Citric acid is a weak 6-carbon organic acid that is a component of the Krebs cycle in which it is generated when the acetyl group from acetyl-CoA is added to the 4-carbon oxaloacetate (see Fig. 9 in Chapter 10; CLICK HERE to view now); so it is a naturally occurring component of metabolism in almost all living things.

It gets its name from the fact that it is the principal organic acid in citrus fruits where it can account for up to 8% of the fruit’s dry weight. Its chemical structure (Fig. 28) features three carboxylic acid groups and a hydroxyl group, which confer a variety of properties that suit citric acid to use as a food and pharmaceutical additive as a pH buffer, acidulant, preservative and/or metal ion chelator.

Fig. 28. Structural formula of citric acid (2-hydroxypropane-1,2,3-tricarboxylic acid).

First isolation of citric acid from lemon juice is credited to Karl William Scheele in 1784 (Grewal & Kalra, 1995).  In 1860, the citric acid industry began, isolating the acid from lemon fruits grown in Italy. This method was used until citrus fruit exports from Italy were disrupted during the 1st World War (1914-1918).

In 1917, James Currie found that the common mould fungus Aspergillus niger could be used to produce citric acid from sugar in a surface fermentation process that became the basis for commercial production employing Aspergillus (Grewal & Kalra, 1995). Surface culture was the original production method employed for large scale manufacture (introduced in 1919 in Belgium and in 1923 by Pfizer and Co. in the United States).

Although efficient submerged processes have been developed (using the pelleted growth morphology, see Section 17.9; CLICK HERE to view now), surface culture is still employed in some production units as it is simple and has low energy costs. The mycelium is grown as a surface mat in shallow trays of 50 to 100 l capacity that are made of high purity aluminium or stainless steel.

The main carbohydrate source of the medium may be refined or crude sucrose, cane syrup or beet molasses (diluted to 15% sugars), and the pH is adjusted to 5-7 and the temperature maintained at 28-30°C. Fermentation proceeds over 8-12 days and pH decreases to below 2.0.

After completion of fermentation, the fermented medium is separated from the mycelium by being poured out of the trays. Citric acid is recovered from the fermentation liquor by precipitation with lime (calcium oxide, CaO); the precipitated tricalcium citrate is recovered by filtration and washed several times with water. Treatment of the product cake with sulfuric acid forms insoluble calcium sulfate in a liquor containing citric acid which can be filtered, concentrated and crystallised as citric acid monohydrate.
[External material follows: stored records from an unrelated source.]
//! Procedural scene: a checkered ground plane and a sphere, seen by a camera
//! orbiting the origin.

use super::{projection_from_intrinsics, FrameSource};
use anyhow::Result;
use depthfuse::frame::{confidence, rgb_to_ycbcr};
use depthfuse::transform::intrinsics_matrix;
use depthfuse::{CameraFrame, ColorImage, ConfidenceMap, DepthMap, DeviceOrientation};
use glam::{Mat3, Mat4, Vec2, Vec3};
use rand::rngs::StdRng;
use rand::{Rng, SeedableRng};
use rayon::prelude::*;

const CAMERA_WIDTH: u32 = 640;
const CAMERA_HEIGHT: u32 = 480;
const DEPTH_WIDTH: u32 = 64;
const DEPTH_HEIGHT: u32 = 48;
const COLOR_WIDTH: u32 = 160;
const COLOR_HEIGHT: u32 = 120;

const SPHERE_CENTER: Vec3 = Vec3::new(0.0, 0.5, 0.0);
const SPHERE_RADIUS: f32 = 0.5;
const MAX_RANGE: f32 = 5.0;

/// Neighbouring depths further apart than this mark an edge.
const EDGE_STEP: f32 = 0.1;
/// Surfaces seen at a shallower angle than this (cosine) are less reliable.
const GRAZING_COS: f32 = 0.3;

const SKY: Vec3 = Vec3::new(0.55, 0.7, 0.9);

#[derive(Debug, Clone)]
pub struct SyntheticOptions {
    pub frames: usize,
    pub orientation: DeviceOrientation,
    pub seed: u64,
    /// Every n-th frame gets a singular view matrix.
    pub degenerate_every: Option<usize>,
    pub orbit_radius: f32,
    pub orbit_height: f32,
    /// Depth noise as a fraction of range.
    pub noise: f32,
}

impl Default for SyntheticOptions {
    fn default() -> Self {
        Self {
            frames: 120,
            orientation: DeviceOrientation::Portrait,
            seed: 7,
            degenerate_every: None,
            orbit_radius: 3.0,
            orbit_height: 1.2,
            noise: 0.002,
        }
    }
}

#[derive(Clone, Copy)]
struct Hit {
    t: f32,
    normal: Vec3,
    point: Vec3,
    sphere: bool,
}

fn intersect(origin: Vec3, dir: Vec3) -> Option<Hit> {
    let mut best: Option<Hit> = None;

    if dir.y < 0.0 {
        let t = -origin.y / dir.y;
        if t > 0.0 {
            best = Some(Hit {
                t,
                normal: Vec3::Y,
                point: origin + dir * t,
                sphere: false,
            });
        }
    }

    let oc = origin - SPHERE_CENTER;
    let a = dir.length_squared();
    let b = 2.0 * dir.dot(oc);
    let c = oc.length_squared() - SPHERE_RADIUS * SPHERE_RADIUS;
    let disc = b * b - 4.0 * a * c;
    if disc >= 0.0 {
        let t = (-b - disc.sqrt()) / (2.0 * a);
        if t > 0.0 && best.map_or(true, |h| t < h.t) {
            let point = origin + dir * t;
            best = Some(Hit {
                t,
                normal: (point - SPHERE_CENTER) / SPHERE_RADIUS,
                point,
                sphere: true,
            });
        }
    }

    best.filter(|h| h.t <= MAX_RANGE)
}

fn shade(hit: Option<Hit>) -> Vec3 {
    match hit {
        None => SKY,
        Some(h) if h.sphere => h.normal * 0.5 + Vec3::splat(0.5),
        Some(h) => {
            let cell = (h.point.x * 2.0).floor() as i32 + (h.point.z * 2.0).floor() as i32;
            if cell.rem_euclid(2) == 0 {
                Vec3::new(0.85, 0.85, 0.8)
            } else {
                Vec3::new(0.25, 0.3, 0.25)
            }
        }
    }
}

/// Casts one ray per texel of a `width` x `height` map spanning the camera image.
///
/// The ray direction is not normalized: its sensor-space z is 1, so the hit
/// parameter is the depth along the optical axis.
fn cast(
    width: u32,
    height: u32,
    eye: Vec3,
    sensor_to_world: Mat3,
    intrinsics_inv: Mat3,
) -> Vec<Option<Hit>> {
    let sx = CAMERA_WIDTH as f32 / width as f32;
    let sy = CAMERA_HEIGHT as f32 / height as f32;
    (0..width * height)
        .into_par_iter()
        .map(|i| {
            let pixel = Vec2::new(
                ((i % width) as f32 + 0.5) * sx,
                ((i / width) as f32 + 0.5) * sy,
            );
            let dir = sensor_to_world * (intrinsics_inv * pixel.extend(1.0));
            intersect(eye, dir)
        })
        .collect()
}

/// Camera orbiting the scene at a fixed radius, one full turn over the run.
pub struct SyntheticSource {
    opts: SyntheticOptions,
    index: usize,
    rng: StdRng,
    intrinsics: Mat3,
    device_transform: Mat4,
}

impl SyntheticSource {
    pub fn new(opts: SyntheticOptions) -> Self {
        Self {
            rng: StdRng::seed_from_u64(opts.seed),
            intrinsics: intrinsics_matrix(
                500.0,
                500.0,
                CAMERA_WIDTH as f32 / 2.0,
                CAMERA_HEIGHT as f32 / 2.0,
            ),
            device_transform: opts.orientation.device_transform(),
            index: 0,
            opts,
        }
    }

    fn view_at(&self, index: usize) -> Mat4 {
        let turn = index as f32 / self.opts.frames.max(1) as f32;
        let angle = turn * std::f32::consts::TAU;
        let eye = Vec3::new(
            self.opts.orbit_radius * angle.cos(),
            self.opts.orbit_height + 0.2 * (2.0 * angle).sin(),
            self.opts.orbit_radius * angle.sin(),
        );
        Mat4::look_at_rh(eye, Vec3::new(0.0, 0.4, 0.0), Vec3::Y)
    }

    fn render(&mut self, view: Mat4) -> Result<CameraFrame> {
        let camera_to_world = view.inverse() * self.device_transform;
        let eye = camera_to_world.w_axis.truncate();
        let sensor_to_world = Mat3::from_mat4(camera_to_world);
        let intrinsics_inv = self.intrinsics.inverse();

        let hits = cast(DEPTH_WIDTH, DEPTH_HEIGHT, eye, sensor_to_world, intrinsics_inv);

        // Noise is drawn sequentially so a seed always yields the same frames.
        let noise = self.opts.noise;
        let depth: Vec<f32> = hits
            .iter()
            .map(|hit| match hit {
                Some(h) => h.t * (1.0 + noise * self.rng.gen_range(-1.0f32..=1.0)),
                None => 0.0,
            })
            .collect();

        let levels = (0..DEPTH_WIDTH * DEPTH_HEIGHT)
            .map(|i| {
                let (x, y) = (i % DEPTH_WIDTH, i / DEPTH_WIDTH);
                let Some(hit) = hits[i as usize] else {
                    return confidence::LOW;
                };
                let d = depth[i as usize];
                let edge = [(-1i32, 0i32), (1, 0), (0, -1), (0, 1)].iter().any(|&(dx, dy)| {
                    let nx = x as i32 + dx;
                    let ny = y as i32 + dy;
                    if nx < 0 || ny < 0 || nx >= DEPTH_WIDTH as i32 || ny >= DEPTH_HEIGHT as i32 {
                        return false;
                    }
                    let n = depth[(ny as u32 * DEPTH_WIDTH + nx as u32) as usize];
                    n <= 0.0 || (n - d).abs() > EDGE_STEP
                });
                let view_dir = (hit.point - eye).normalize_or_zero();
                if edge {
                    confidence::LOW
                } else if hit.normal.dot(-view_dir) < GRAZING_COS {
                    confidence::MEDIUM
                } else {
                    confidence::HIGH
                }
            })
            .collect();

        let shaded = cast(COLOR_WIDTH, COLOR_HEIGHT, eye, sensor_to_world, intrinsics_inv);
        let (cw, ch) = ColorImage::chroma_dims(COLOR_WIDTH, COLOR_HEIGHT);
        let mut luma = Vec::with_capacity(shaded.len());
        let mut chroma = vec![0u8; (cw * ch * 2) as usize];
        for (i, hit) in shaded.iter().enumerate() {
            let ycc = rgb_to_ycbcr(shade(*hit)) * 255.0;
            luma.push(ycc.x as u8);
            let (x, y) = (i as u32 % COLOR_WIDTH, i as u32 / COLOR_WIDTH);
            if x % 2 == 0 && y % 2 == 0 {
                let c = ((y / 2 * cw + x / 2) * 2) as usize;
                chroma[c] = ycc.y as u8;
                chroma[c + 1] = ycc.z as u8;
            }
        }

        Ok(CameraFrame {
            depth: DepthMap::new(DEPTH_WIDTH, DEPTH_HEIGHT, depth)?,
            confidence: ConfidenceMap::new(DEPTH_WIDTH, DEPTH_HEIGHT, levels)?,
            color: ColorImage::ycbcr(COLOR_WIDTH, COLOR_HEIGHT, luma, chroma)?,
            projection: projection_from_intrinsics(
                self.intrinsics,
                CAMERA_WIDTH as f32,
                CAMERA_HEIGHT as f32,
            ),
            view,
            device_transform: self.device_transform,
            intrinsics: self.intrinsics,
            resolution: Vec2::new(CAMERA_WIDTH as f32, CAMERA_HEIGHT as f32),
        })
    }
}

impl FrameSource for SyntheticSource {
    fn next_frame(&mut self) -> Result<Option<CameraFrame>> {
        if self.index >= self.opts.frames {
            return Ok(None);
        }
        let index = self.index;
        self.index += 1;

        let view = self.view_at(index);
        let mut frame = self.render(view)?;

        if let Some(n) = self.opts.degenerate_every.filter(|&n| n > 0) {
            if (index + 1) % n == 0 {
                tracing::debug!(frame = index, "injecting singular view matrix");
                frame.view = Mat4::ZERO;
            }
        }

        Ok(Some(frame))
    }

    fn remaining(&self) -> Option<usize> {
        Some(self.opts.frames - self.index)
    }
}

#[cfg(test)]
mod tests {
    use super::*;
    use depthfuse::{FrameOutcome, FusionConfig, FusionEngine, SkipReason};

    fn source(frames: usize) -> SyntheticSource {
        SyntheticSource::new(SyntheticOptions {
            frames,
            ..Default::default()
        })
    }

    #[test]
    fn stream_ends_after_requested_frames() {
        let mut src = source(3);
        assert_eq!(src.remaining(), Some(3));
        for _ in 0..3 {
            assert!(src.next_frame().unwrap().is_some());
        }
        assert!(src.next_frame().unwrap().is_none());
        assert_eq!(src.remaining(), Some(0));
    }

    #[test]
    fn centre_of_view_sees_the_scene() {
        let frame = source(1).next_frame().unwrap().unwrap();
        let centre = frame.depth.sample(Vec2::splat(0.5));
        // The camera aims at the sphere from three meters out.
        assert!(centre > 1.5 && centre < MAX_RANGE, "depth {centre}");
    }

    #[test]
    fn same_seed_same_frames() {
        let a = source(2).next_frame().unwrap().unwrap();
        let b = source(2).next_frame().unwrap().unwrap();
        assert_eq!(a.depth, b.depth);
    }

    #[test]
    fn degenerate_frames_are_injected_and_skipped() {
        let mut src = SyntheticSource::new(SyntheticOptions {
            frames: 4,
            degenerate_every: Some(2),
            ..Default::default()
        });
        let mut engine = FusionEngine::new(FusionConfig {
            capacity: 50_000,
            grid_points: 500,
            ..Default::default()
        })
        .unwrap();

        let mut skipped = 0;
        while let Some(frame) = src.next_frame().unwrap() {
            if engine.process_frame(&frame) == FrameOutcome::Skipped(SkipReason::DegenerateTransform)
            {
                skipped += 1;
            }
        }
        assert_eq!(skipped, 2);
    }

    #[test]
    fn fused_points_lie_on_the_scene() {
        let mut src = source(8);
        let mut engine = FusionEngine::new(FusionConfig {
            capacity: 50_000,
            grid_points: 800,
            ..Default::default()
        })
        .unwrap();
        while let Some(frame) = src.next_frame().unwrap() {
            engine.process_frame(&frame);
        }

        let live = engine.snapshot().live();
        assert!(!live.is_empty());
        for p in live {
            let pos = p.position();
            // Nearest-texel depth lookup shifts points by a few centimetres.
            assert!(pos.y > -0.25, "below ground: {pos}");
            assert!(pos.length() < 8.5, "out of range: {pos}");
        }
    }
}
Submerged fermentation can be performed by batch, continuous and fed batch methods, but batch fermentation is most often used and an aeration system that can maintain a high dissolved oxygen level is essential. Under optimal conditions fermentation is complete in 5 to 10 days. Overall fermentation yields are in the range of 70-75%, and at least 600,000 tons of citric acid are produced annually (worldwide) by fermentation.